The best lines converted to the high quality protein character (p <0.01) for yield and agronomic characteristics across the two environments of evaluation were the four lines derived from LT154 (Table II), with yields of 4.9, 4.4, 3.6 and 3.4t x [ha.sup.-1], respectively; and 48 to 113% more in relation to the normal line LT154 (Table II). Also, these inbred lines showed good agronomical characteristics; such as good appearance and health on plant and ear, tolerant to lodging, with good husk cover, dent and semi-dent texture; in addition to the advantages that the high quality protein maize represents for consumers (Ortega et al, 1986; Bressani, 1994; Larkins et al., 1994; Mertz, 1994; Vasal, 2002; Chavez and Munoz, 2004; Espinosa et al., 2005, 2006). These advantages in yield and agronomic traits are important because of their adaptation to the tropical area described by Garcia (1981) and the adoption by the seed industry and farmers (Hallauer and Miranda, 1988).

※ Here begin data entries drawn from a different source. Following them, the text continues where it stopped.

use std::path::PathBuf;

use vigil_core::VigilConfig;
use vigil_trigger::{evaluate, parse_changed_files, ChangeStatus};

const SWIFT_DIFF: &str = include_str!("fixtures/swift.diff");

fn burst_photo_config() -> VigilConfig {
    let toml = r#"
        [[check]]
        name = "swift-warnings"
        kind = "swift-warnings"
        paths = ["**/*.swift", "**/*.xcodeproj/**"]

        [[check]]
        name = "markdown-lint"
        kind = "markdown-lint"
        paths = ["**/*.md"]

        [[check]]
        name = "binary-size"
        kind = "binary-size"
        paths = ["burstphoto/**", "**/*.xcodeproj/**"]

        [[check]]
        name = "lockfile-audit"
        kind = "lockfile-audit"
        paths = ["Package.resolved"]

        [[check]]
        name = "shader-stats"
        kind = "shader-stats"
        paths = ["**/*.metal"]

        [[check]]
        name = "reference-images"
        kind = "reference-images"
        paths = ["burstphoto/align/**", "burstphoto/merge/**", "**/*.metal"]
        content_patterns = ["searchDist"]
    "#;
    toml::from_str(toml).unwrap()
}

#[test]
fn fixture_diff_parses_all_files() {
    let files = parse_changed_files(SWIFT_DIFF).unwrap();
    assert_eq!(files.len(), 5);

    let align = &files[0];
    assert_eq!(align.path, PathBuf::from("burstphoto/align/align.swift"));
    assert_eq!(align.status, ChangeStatus::Modified);
    assert_eq!(align.added, 2);
    assert_eq!(align.deleted, 1);

    let dng = &files[4];
    assert!(dng.binary);
    assert_eq!(dng.path, PathBuf::from("reference/scene1_night.dng"));
}

#[test]
fn fixture_diff_triggers_expected_checks() {
    let files = parse_changed_files(SWIFT_DIFF).unwrap();
    let config = burst_photo_config();
    let decisions = evaluate(&config.checks, &files).unwrap();

    let by_name = |name: &str| {
        decisions
            .iter()
            .find(|d| d.check == name)
            .unwrap_or_else(|| panic!("missing decision for {name}"))
    };

    assert!(by_name("swift-warnings").run);
    assert!(by_name("markdown-lint").run);
    assert!(by_name("binary-size").run);
    assert!(by_name("lockfile-audit").run);
    assert!(by_name("shader-stats").run);
    assert!(by_name("reference-images").run);

    assert_eq!(
        by_name("lockfile-audit").matched_paths,
        vec!["Package.resolved"]
    );
    assert!(by_name("shader-stats")
        .matched_paths
        .contains(&"burstphoto/metal/align.metal".to_string()));
}

#[test]
fn docs_only_diff_skips_build_checks() {
    let diff = "\
diff --git a/docs/algorithm.md b/docs/algorithm.md
--- a/docs/algorithm.md
+++ b/docs/algorithm.md
@@ -1 +1,2 @@
 # Algorithm
+Clarified the merge description.
";
    let files = parse_changed_files(diff).unwrap();
    let config = burst_photo_config();
    let decisions = evaluate(&config.checks, &files).unwrap();

    for decision in &decisions {
        if decision.check == "markdown-lint" {
            assert!(decision.run, "markdown-lint should run for a docs change");
        } else {
            assert!(!decision.run, "{} should not run", decision.check);
        }
    }
}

In reference to the four lines derived from LT155 (Table II), their upper yields (>4.0t x [ha.sup.-1]) had a significantly better performance ([alpha] = 0.05), 3-10% more than the normal line LT155 control. In addition, these lines were relatively early maturing and had lower plant height; three of them with semi-dented grain texture and the line (LT155xCML144) F2xLT155R[C.sub.2]-1-1-18 had a flint texture.

As to the four inbred lines derived from the CABG shown in Table II, with yields of 4.1 to 5.1t x [ha.sup.-1], they revealed a better grain yield performance ([alpha] = 0.05), 8% more than the normal line LT155, and reached maturity earlier than its normal version LT156. Segregation of the opaque character recorded values of 1 to 2.5, attributes that indicate the presence of the high quality protein character.

A similar behavior was observed for lines (CABGxCML144) CABGR[C.sub.2]-1-1-4, CABGR[C.sub.2]-1-1-5 (CABGxCML144) and (CABG CML144) CABGR[C.sub.2]-1-1-2 (not shown).

The four inbred lines from the D539 (Table II) showed a better grain yield performance ([alpha] = 0.05), 3-22% more than the best normal check line LT155, with yields up to 4.0t x [ha.sup.-1]. These lines had good aspect of plant and ear, and dent and semi-dent texture.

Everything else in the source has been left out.